Ex-cop turned multimillionaire retirement village and tourism investor Graham Wilkinson is selling the Queenstown Outdoor Mini Golf property, consented for a 393-room hotel and retail outlets.
Colliers is advertising the 3090sq m site at 34 Brecon St via private treaty, closing March 9.
The property has a rateable valueof $23.8m.
Wilkinson said the owner is Brecon Street Partnership - 75 per cent him via his Generus Living Group - and 25 per cent Cheng’s Capital Investments of Christchurch.
Wilkinson’s Generus owns retirement villages in Auckland, the Bay of Plenty and Christchurch, Parnell’s The Foundation (under construction), Mt Eden’s Ranfurly Village and hospital, Pacific Lakes at Mt Maunganui and Christchurch’s Holley Lea and The Russley.
Around December 2020, interests associated with Wilkinson and others sold Queenstown’s 98-room Sofitel and Wellington’s 280-room Rydges (formerly Holiday Inn) for what he said was “some big numbers”.
That appears to have netted he and others around $160m.
The Herald reported how about $60m was paid when Brett Russell’s Russell Property Group, the Crown’s NZ Super Fund and Lockwood Property Group bought the Sofitel. Around $100m was paid for the Rydges Wellington by the same parties.
Wilkinson said he had also sold Hanmer’s Lodge to CP Group “but I’ve still got some involvement in tourism”.
Consent has already been granted for a huge new hotel on the Queenstown golf site.
Advertising showed an image of how that new development might look based on a Warren and Mahoney design.
A hotel of about five levels is planned with restaurants and retail on the ground floor. Buildings are arranged around a central outdoor courtyard and schist, wood and stone are shown on the cladding in the design.
Wilkinson is also president of lobby group the Retirement Villages Association.
Last October, he said most retirement village residents surveyed by the association were happy.
“I am continually approached by residents highly annoyed by these types of stories as they know they are far from reality and that it suggests that they made a silly or bad choice.
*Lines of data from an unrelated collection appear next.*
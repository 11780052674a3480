//! Ordered request parameters.
//!
//! A parameter value is either a single scalar or a sequence of scalars; a
//! sequence serializes as one `key=value` pair per element, all sharing the
//! same key.

use std::collections::BTreeSet;

use serde_json::Value;
use url::form_urlencoded;

use crate::ClientError;

/// Value of a single request parameter.
#[derive(Clone, Debug, PartialEq, Eq)]
pub enum ParamValue {
    /// One scalar value.
    Single(String),
    /// Repeated values sent under the same key.
    Many(Vec<String>),
}

impl ParamValue {
    /// Converts a JSON value into a parameter value.
    ///
    /// Strings are taken verbatim, arrays become [`ParamValue::Many`], and
    /// every other value is rendered as JSON text.
    pub fn from_json(value: &Value) -> Self {
        match value {
            Value::Array(items) => Self::Many(items.iter().map(render_scalar).collect()),
            other => Self::Single(render_scalar(other)),
        }
    }

    /// Appends `value`, turning a single value into a list.
    pub fn push(&mut self, value: impl Into<String>) {
        let value = value.into();
        match self {
            Self::Single(first) => {
                let first = std::mem::take(first);
                *self = Self::Many(vec![first, value]);
            }
            Self::Many(values) => values.push(value),
        }
    }
}

fn render_scalar(value: &Value) -> String {
    match value {
        Value::String(text) => text.clone(),
        other => other.to_string(),
    }
}

impl From<String> for ParamValue {
    fn from(value: String) -> Self {
        Self::Single(value)
    }
}

impl From<&str> for ParamValue {
    fn from(value: &str) -> Self {
        Self::Single(value.to_owned())
    }
}

impl From<&String> for ParamValue {
    fn from(value: &String) -> Self {
        Self::Single(value.clone())
    }
}

macro_rules! scalar_param_value {
    ($($ty:ty),*) => {
        $(
            impl From<$ty> for ParamValue {
                fn from(value: $ty) -> Self {
                    Self::Single(value.to_string())
                }
            }
        )*
    };
}

scalar_param_value!(bool, i32, i64, u32, u64, usize);

impl<T: ToString> From<Vec<T>> for ParamValue {
    fn from(values: Vec<T>) -> Self {
        Self::Many(values.iter().map(ToString::to_string).collect())
    }
}

impl<T: ToString> From<&[T]> for ParamValue {
    fn from(values: &[T]) -> Self {
        Self::Many(values.iter().map(ToString::to_string).collect())
    }
}

/// Insertion-ordered parameter set for one API call.
#[derive(Clone, Debug, Default, PartialEq, Eq)]
pub struct Params {
    entries: Vec<(String, ParamValue)>,
}

impl Params {
    /// Creates an empty parameter set.
    pub fn new() -> Self {
        Self::default()
    }

    /// Reads parameters from a JSON object, keeping its key order.
    ///
    /// Array values become lists; any other value is sent as its JSON text,
    /// strings unquoted.
    pub fn from_json_str(raw: &str) -> Result<Self, ClientError> {
        let value: Value = serde_json::from_str(raw)?;
        let Value::Object(object) = value else {
            return Err(ClientError::InvalidParams("expected a JSON object".to_owned()));
        };
        Ok(object
            .iter()
            .map(|(key, value)| (key.clone(), ParamValue::from_json(value)))
            .collect())
    }

    /// Adds a parameter and returns the set, for call-site chaining.
    #[must_use]
    pub fn with(mut self, key: impl Into<String>, value: impl Into<ParamValue>) -> Self {
        self.insert(key, value);
        self
    }

    /// Inserts a parameter, returning the previous value for that key.
    ///
    /// Replacing an existing key keeps its original position.
    pub fn insert(
        &mut self,
        key: impl Into<String>,
        value: impl Into<ParamValue>,
    ) -> Option<ParamValue> {
        let key = key.into();
        let value = value.into();
        if let Some((_, slot)) = self.entries.iter_mut().find(|(name, _)| *name == key) {
            return Some(std::mem::replace(slot, value));
        }
        self.entries.push((key, value));
        None
    }

    /// Returns the value stored under `key`.
    pub fn get(&self, key: &str) -> Option<&ParamValue> {
        self.entries
            .iter()
            .find(|(name, _)| name == key)
            .map(|(_, value)| value)
    }

    /// Returns a mutable reference to the value stored under `key`.
    pub fn get_mut(&mut self, key: &str) -> Option<&mut ParamValue> {
        self.entries
            .iter_mut()
            .find(|(name, _)| name == key)
            .map(|(_, value)| value)
    }

    pub fn contains_key(&self, key: &str) -> bool {
        self.get(key).is_some()
    }

    /// Removes and returns the value stored under `key`.
    pub fn remove(&mut self, key: &str) -> Option<ParamValue> {
        let index = self.entries.iter().position(|(name, _)| name == key)?;
        Some(self.entries.remove(index).1)
    }

    pub fn len(&self) -> usize {
        self.entries.len()
    }

    pub fn is_empty(&self) -> bool {
        self.entries.is_empty()
    }

    pub fn iter(&self) -> impl Iterator<Item = (&str, &ParamValue)> {
        self.entries.iter().map(|(key, value)| (key.as_str(), value))
    }

    /// Returns parameter names with any `:qualifier` suffix removed.
    ///
    /// `query:id` contributes `query`.
    pub fn root_names(&self) -> BTreeSet<&str> {
        self.entries
            .iter()
            .map(|(key, _)| key.split(':').next().unwrap_or(key))
            .collect()
    }

    /// Flattens into ordered key/value pairs. See [`params_list`].
    pub fn flatten(&self) -> Vec<(String, String)> {
        params_list(self)
    }

    /// URL-form-encodes the flattened pairs.
    pub fn encode(&self) -> String {
        form_urlencoded::Serializer::new(String::new())
            .extend_pairs(self.flatten())
            .finish()
    }
}

/// Flattens parameters into ordered `(key, value)` pairs.
///
/// Keys keep insertion order. A [`ParamValue::Many`] entry expands into one
/// pair per element, in element order.
pub fn params_list(params: &Params) -> Vec<(String, String)> {
    let mut pairs = Vec::with_capacity(params.len());
    for (key, value) in &params.entries {
        match value {
            ParamValue::Single(single) => pairs.push((key.clone(), single.clone())),
            ParamValue::Many(values) => {
                pairs.extend(values.iter().map(|item| (key.clone(), item.clone())));
            }
        }
    }
    pairs
}

impl<K, V> FromIterator<(K, V)> for Params
where
    K: Into<String>,
    V: Into<ParamValue>,
{
    fn from_iter<I: IntoIterator<Item = (K, V)>>(iter: I) -> Self {
        let mut params = Self::new();
        for (key, value) in iter {
            params.insert(key, value);
        }
        params
    }
}

impl<K, V> Extend<(K, V)> for Params
where
    K: Into<String>,
    V: Into<ParamValue>,
{
    fn extend<I: IntoIterator<Item = (K, V)>>(&mut self, iter: I) {
        for (key, value) in iter {
            self.insert(key, value);
        }
    }
}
They find it demeaning,” Wilkinson said.
He was referring to publicity about retirement village residents lodging 271 complaints in six months, objecting to issues ranging from behaviour of neighbours to problems over money.
The Crown agency monitoring the multi-billion dollar sector doesn’t get copies of every resident’s grievance but it does know what irks some of the 40,000-plus people who live in the master-planned communities.
Retirement villages report the nature and number of complaints to Te Ara Ahunga Ora - The Retirement Commission half-yearly.
Neighbours’ behaviour, poor services in their villages, bad management and staff, and inadequate maintenance and building repairs of their homes and facilities are just some of the problems that prompted residents, often aged 75-plus, to put their concerns to the management.
Money was another issue. Fees, charges, health and safety, financial statements and lack of consultation between management and residents were other issues reported to the commission in its six-monthly complaints survey.
In December, the Ministry of Housing and Urban Development said it would begin a review of the Retirement Villages Act.
“This review will be part of the ministry’s wider housing work programme and our commitment to creating thriving communities where everyone has a place to call home,” the ministry said.
“It’s almost been 20 years since the act and related regulations and codes were introduced and these have not been reviewed since. The review aims to address issues and strike a balance between the rights and responsibilities of residents and operators of retirement villages.”